From the data below, copy exactly the lines that lie between the one holding "pub(crate) fn consume_if(&mut" and the one holding "let found = match", including both, and nothing more.

THE RECORDS Block Start

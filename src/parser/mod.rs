//! Recursive-descent parser over the lexer's token stream.
//!
//! The parser holds the last consumed token (`tok`) and one token of lookahead (`peek`). Comment
//! and plain end-of-line tokens never reach the grammar rules, and elided semicolons arrive as
//! ordinary `Semicolon` tokens.
//!
//! Grammar rules live in submodules, one `impl` block each:
//! - `typeref`: type references
//! - `params`: parameter lists and signatures
//! - `decl`: function/method declarations and the file rule
//! - `expr`: constant expressions (array lengths)
//! - `block`: function bodies

mod block;
mod decl;
mod expr;
mod params;
mod typeref;

use std::io::BufRead;
use std::sync::Arc;

use crate::ast::Ident;
use crate::error::{Error, Result};
use crate::lexer::Lexer;
use crate::options::ParseOptions;
use crate::position::Span;
use crate::token::{Token, TokenKind};

pub struct Parser<R> {
    lexer: Lexer<R>,
    tok: Token,
    peek: Token,
    depth: usize,
    options: ParseOptions,
}

impl<'a> Parser<&'a [u8]> {
    pub fn from_source(
        src: &'a str,
        filename: impl Into<Arc<str>>,
        options: ParseOptions,
    ) -> Result<Self> {
        Self::new(Lexer::from_source(src, filename)?, options)
    }
}

impl<R: BufRead> Parser<R> {
    pub fn new(mut lexer: Lexer<R>, options: ParseOptions) -> Result<Self> {
        let start = lexer.position().clone();
        let tok = Token::new(
            start,
            TokenKind::EndOfFile,
            Span::default(),
            String::new(),
            0,
            None,
        );
        let peek = Self::pull(&mut lexer)?;
        Ok(Self {
            lexer,
            tok,
            peek,
            depth: 0,
            options,
        })
    }

    /// The lookahead token.
    #[inline]
    pub fn peek(&self) -> &Token {
        &self.peek
    }

    #[inline]
    pub fn options(&self) -> &ParseOptions {
        &self.options
    }

    // -------------------------------------------------------------------------
    // Token window
    // -------------------------------------------------------------------------

    // Next significant token: comments and bare line ends are dropped, elided semicolons become
    // plain ones.
    fn pull(lexer: &mut Lexer<R>) -> Result<Token> {
        loop {
            let tok = lexer.next_token()?;
            match tok.kind {
                TokenKind::LineComment | TokenKind::BlockComment | TokenKind::EndOfLine => continue,
                TokenKind::ElidedSemicolon => return Ok(tok.with_kind(TokenKind::Semicolon)),
                _ => return Ok(tok),
            }
        }
    }

    /// Shifts the lookahead into `tok` and refills it.
    fn advance(&mut self) -> Result<()> {
        let next = Self::pull(&mut self.lexer)?;
        self.tok = std::mem::replace(&mut self.peek, next);
        Ok(())
    }

    #[inline]
    pub(crate) fn peek_is(&self, kind: TokenKind) -> bool {
        self.peek.kind == kind
    }

    /// Advances iff the lookahead is `kind`.
    pub(crate) fn consume_if(&mut self, kind: TokenKind) -> Result<bool> {
        if self.peek_is(kind) {
            self.advance()?;
            Ok(true)
        } else {
            Ok(false)
        }
    }

    /// Advances if the lookahead is one of `kinds`, else fails at the lookahead.
    pub(crate) fn require(&mut self, message: &str, kinds: &[TokenKind]) -> Result<()> {
        if kinds.contains(&self.peek.kind) {
            self.advance()
        } else {
            Err(self.unexpected(message))
        }
    }

    /// Like `require(message, &[Semicolon])`, except that an upcoming `)` or `}` also counts.
    ///
    /// The closer is not consumed: `tok` becomes a semicolon copy of it.
    pub(crate) fn require_statement_terminator(&mut self, message: &str) -> Result<()> {
        if matches!(self.peek.kind, TokenKind::RParen | TokenKind::RBrace) {
            self.tok = self.peek.with_kind(TokenKind::Semicolon);
            return Ok(());
        }
        self.require(message, &[TokenKind::Semicolon])
    }

    pub(crate) fn unexpected(&self, message: &str) -> Error {
        let found = match self.peek.kind {
            // Elided at a line feed, or at end of input.
            TokenKind::Semicolon if self.peek.text() != ";" => {
                if self.peek.raw_text.contains('\n') || !self.lexer.input_exhausted() {
                    "newline".to_owned()
                } else {
                    TokenKind::EndOfFile.to_string()
                }
            }
            TokenKind::Identifier => format!("identifier {}", self.peek.text()),
            kind if kind.is_literal() => format!("literal {}", self.peek.text()),
            kind => kind.to_string(),
        };
        Error::syntax(&self.peek.pos, format!("{message}, found {found}"))
    }

    /// Runs a recursive rule one level deeper, failing instead of exceeding the depth limit.
    pub(crate) fn nested<T>(&mut self, rule: impl FnOnce(&mut Self) -> Result<T>) -> Result<T> {
        let limit = self.options.max_nesting_depth;
        if self.depth >= limit {
            return Err(Error::TooDeep {
                pos: self.peek.pos.clone(),
                limit,
            });
        }
        self.depth += 1;
        let out = rule(self);
        self.depth -= 1;
        out
    }

    // -------------------------------------------------------------------------
    // Identifiers
    // -------------------------------------------------------------------------

    pub fn parse_identifier(&mut self) -> Result<Ident> {
        self.parse_identifier_or("expected identifier")
    }

    pub(crate) fn parse_identifier_or(&mut self, message: &str) -> Result<Ident> {
        self.require(message, &[TokenKind::Identifier])?;
        Ok(Ident {
            name: self.tok.text().to_owned(),
            pos: self.tok.pos.clone(),
        })
    }
}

THE RECORDS Block End

EXPECTED ANSWER =>
    pub(crate) fn consume_if(&mut self, kind: TokenKind) -> Result<bool> {
        if self.peek_is(kind) {
            self.advance()?;
            Ok(true)
        } else {
            Ok(false)
        }
    }

    /// Advances if the lookahead is one of `kinds`, else fails at the lookahead.
    pub(crate) fn require(&mut self, message: &str, kinds: &[TokenKind]) -> Result<()> {
        if kinds.contains(&self.peek.kind) {
            self.advance()
        } else {
            Err(self.unexpected(message))
        }
    }

    /// Like `require(message, &[Semicolon])`, except that an upcoming `)` or `}` also counts.
    ///
    /// The closer is not consumed: `tok` becomes a semicolon copy of it.
    pub(crate) fn require_statement_terminator(&mut self, message: &str) -> Result<()> {
        if matches!(self.peek.kind, TokenKind::RParen | TokenKind::RBrace) {
            self.tok = self.peek.with_kind(TokenKind::Semicolon);
            return Ok(());
        }
        self.require(message, &[TokenKind::Semicolon])
    }

    pub(crate) fn unexpected(&self, message: &str) -> Error {
        let found = match self.peek.kind {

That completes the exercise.